### DATA FOR ANALYSIS

//! HTTP client for the hosted generative-vision endpoint.
//!
//! The wire shape is the `generativelanguage.googleapis.com` contract:
//! a `contents`/`parts` request with inline base64 images, the model
//! name in the URL path, and a `candidates` reply whose inner parts
//! carry the generated text. The [`GenerativeClient`] trait keeps the
//! transport swappable; tests use [`MockGenerativeClient`].

use std::time::Duration;

use async_trait::async_trait;
use base64::Engine as _;
use serde::Serialize;

use super::VisionError;
use crate::config;

const ERROR_BODY_PREVIEW: usize = 300;

// ──────────────────────────────────────────────
// Wire types
// ──────────────────────────────────────────────

#[derive(Debug, Clone, Serialize)]
pub struct GenerateContentRequest {
    pub contents: Vec<Content>,
    #[serde(rename = "generationConfig")]
    pub generation_config: GenerationConfig,
}

impl GenerateContentRequest {
    /// Single-turn user request with the given parts.
    pub fn user_turn(parts: Vec<Part>, json_reply: bool) -> Self {
        Self {
            contents: vec![Content {
                role: "user".to_string(),
                parts,
            }],
            generation_config: GenerationConfig {
                temperature: 0.1,
                response_mime_type: json_reply.then(|| "application/json".to_string()),
            },
        }
    }
}

#[derive(Debug, Clone, Serialize)]
pub struct Content {
    pub role: String,
    pub parts: Vec<Part>,
}

#[derive(Debug, Clone, Serialize)]
#[serde(untagged)]
pub enum Part {
    Text { text: String },
    InlineData { inline_data: InlineData },
}

impl Part {
    pub fn text(text: impl Into<String>) -> Self {
        Part::Text { text: text.into() }
    }

    /// Inline JPEG image payload, base64 encoded.
    pub fn jpeg(image_bytes: &[u8]) -> Self {
        Part::InlineData {
            inline_data: InlineData {
                mime_type: "image/jpeg".to_string(),
                data: base64::engine::general_purpose::STANDARD.encode(image_bytes),
            },
        }
    }
}

#[derive(Debug, Clone, Serialize)]
pub struct InlineData {
    pub mime_type: String,
    pub data: String,
}

#[derive(Debug, Clone, Serialize)]
pub struct GenerationConfig {
    pub temperature: f32,
    #[serde(rename = "responseMimeType", skip_serializing_if = "Option::is_none")]
    pub response_mime_type: Option<String>,
}

// ──────────────────────────────────────────────
// GenerativeClient
// ──────────────────────────────────────────────

/// Transport abstraction over the generative endpoint (allows mocking).
#[async_trait]
pub trait GenerativeClient: Send + Sync {
    /// One generation attempt against a single model. Returns the raw
    /// response body on HTTP success.
    async fn generate(
        &self,
        model: &str,
        request: &GenerateContentRequest,
    ) -> Result<String, VisionError>;

    /// Model names usable for generation, in the provider's order.
    async fn list_models(&self) -> Result<Vec<String>, VisionError>;
}

/// Production client for the hosted endpoint.
pub struct GeminiClient {
    http: reqwest::Client,
    base_url: String,
    api_key: String,
    timeout_secs: u64,
}

impl GeminiClient {
    pub fn new(api_key: impl Into<String>) -> Self {
        Self::with_options(
            api_key,
            config::DEFAULT_BASE_URL,
            config::DEFAULT_ATTEMPT_TIMEOUT_SECS,
        )
    }

    /// Client with an explicit endpoint and per-attempt timeout. The
    /// timeout bounds each model attempt so one unresponsive model name
    /// cannot stall the whole fallback ladder.
    pub fn with_options(api_key: impl Into<String>, base_url: &str, timeout_secs: u64) -> Self {
        let http = reqwest::Client::builder()
            .timeout(Duration::from_secs(timeout_secs))
            .build()
            .expect("failed to build HTTP client");

        Self {
            http,
            base_url: base_url.trim_end_matches('/').to_string(),
            api_key: api_key.into(),
            timeout_secs,
        }
    }

    fn transport_error(&self, err: reqwest::Error) -> VisionError {
        if err.is_timeout() {
            VisionError::Transport(format!(
                "request timed out after {}s",
                self.timeout_secs
            ))
        } else if err.is_connect() {
            VisionError::Transport(format!("cannot reach {}", self.base_url))
        } else {
            VisionError::Transport(err.to_string())
        }
    }
}

#[async_trait]
impl GenerativeClient for GeminiClient {
    async fn generate(
        &self,
        model: &str,
        request: &GenerateContentRequest,
    ) -> Result<String, VisionError> {
        let model = normalize_model_name(model);
        let url = format!(
            "{}/v1beta/models/{}:generateContent?key={}",
            self.base_url, model, self.api_key
        );

        let response = self
            .http
            .post(&url)
            .json(request)
            .send()
            .await
            .map_err(|e| self.transport_error(e))?;

        let status = response.status();
        let body = response.text().await.map_err(|e| self.transport_error(e))?;

        if !status.is_success() {
            return Err(VisionError::Api {
                model: model.to_string(),
                status: status.as_u16(),
                body: truncate(&body, ERROR_BODY_PREVIEW),
            });
        }

        Ok(body)
    }

    async fn list_models(&self) -> Result<Vec<String>, VisionError> {
        let url = format!("{}/v1beta/models?key={}", self.base_url, self.api_key);

        let response = self
            .http
            .get(&url)
            .send()
            .await
            .map_err(|e| self.transport_error(e))?;

        let status = response.status();
        let body = response.text().await.map_err(|e| self.transport_error(e))?;

        if !status.is_success() {
            return Err(VisionError::Api {
                model: "(listing)".to_string(),
                status: status.as_u16(),
                body: truncate(&body, ERROR_BODY_PREVIEW),
            });
        }

        let parsed: serde_json::Value = serde_json::from_str(&body)
            .map_err(|e| VisionError::Transport(format!("model listing unparsable: {e}")))?;

        let mut discovered = Vec::new();
        for model in parsed
            .get("models")
            .and_then(|m| m.as_array())
            .map(|a| a.as_slice())
            .unwrap_or_default()
        {
            let supports_generate = model
                .get("supportedGenerationMethods")
                .and_then(|m| m.as_array())
                .is_some_and(|methods| {
                    methods
                        .iter()
                        .filter_map(|v| v.as_str())
                        .any(|m| m.eq_ignore_ascii_case("generateContent"))
                });

            let Some(name) = model.get("name").and_then(|n| n.as_str()) else {
                continue;
            };

            let normalized = normalize_model_name(name);
            // Keep only the fast tier; large models are too slow for an
            // interactive scan.
            if supports_generate && normalized.to_ascii_lowercase().contains("flash") {
                discovered.push(normalized.to_string());
            }
        }

        Ok(discovered)
    }
}

/// Strip the provider's `models/` resource prefix.
pub(crate) fn normalize_model_name(model: &str) -> &str {
    model
        .trim()
        .strip_prefix("models/")
        .unwrap_or_else(|| model.trim())
}

fn truncate(value: &str, max: usize) -> String {
    value.chars().take(max).collect()
}

// ──────────────────────────────────────────────
// MockGenerativeClient (testing)
// ──────────────────────────────────────────────

/// Scripted client for tests: a fixed reply body, a set of models that
/// fail, and a recorded attempt log.
pub struct MockGenerativeClient {
    response: String,
    failing_models: Vec<String>,
    listed_models: Vec<String>,
    listing_fails: bool,
    attempts: std::sync::Mutex<Vec<String>>,
}

impl MockGenerativeClient {
    pub fn new(response: &str) -> Self {
        Self {
            response: response.to_string(),
            failing_models: Vec::new(),
            listed_models: Vec::new(),
            listing_fails: false,
            attempts: std::sync::Mutex::new(Vec::new()),
        }
    }

    /// Wrap a raw model reply into the `candidates`/`parts` envelope.
    pub fn enveloped(inner_text: &str) -> Self {
        let body = serde_json::json!({
            "candidates": [{ "content": { "parts": [{ "text": inner_text }] } }]
        });
        Self::new(&body.to_string())
    }

    pub fn failing_for(mut self, model: &str) -> Self {
        self.failing_models.push(model.to_string());
        self
    }

    pub fn with_listed_models(mut self, models: &[&str]) -> Self {
        self.listed_models = models.iter().map(|m| m.to_string()).collect();
        self
    }

    pub fn with_failed_listing(mut self) -> Self {
        self.listing_fails = true;
        self
    }

    /// Models attempted so far, in order.
    pub fn attempted_models(&self) -> Vec<String> {
        self.attempts.lock().unwrap().clone()
    }
}

#[async_trait]
impl GenerativeClient for MockGenerativeClient {
    async fn generate(
        &self,
        model: &str,
        _request: &GenerateContentRequest,
    ) -> Result<String, VisionError> {
        self.attempts.lock().unwrap().push(model.to_string());
        if self.failing_models.iter().any(|m| m == model) {
            return Err(VisionError::Api {
                model: model.to_string(),
                status: 503,
                body: "model unavailable".to_string(),
            });
        }
        Ok(self.response.clone())
    }

    async fn list_models(&self) -> Result<Vec<String>, VisionError> {
        if self.listing_fails {
            return Err(VisionError::Transport("listing unreachable".to_string()));
        }
        Ok(self.listed_models.clone())
    }
}

// ──────────────────────────────────────────────
// Tests
// ──────────────────────────────────────────────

######

- YOUR ASSIGNMENT
This exercise needs every line of the listing that contains the word "bool".

- OUTPUT OF THE EXERCISE
    pub fn user_turn(parts: Vec<Part>, json_reply: bool) -> Self {
    listing_fails: bool,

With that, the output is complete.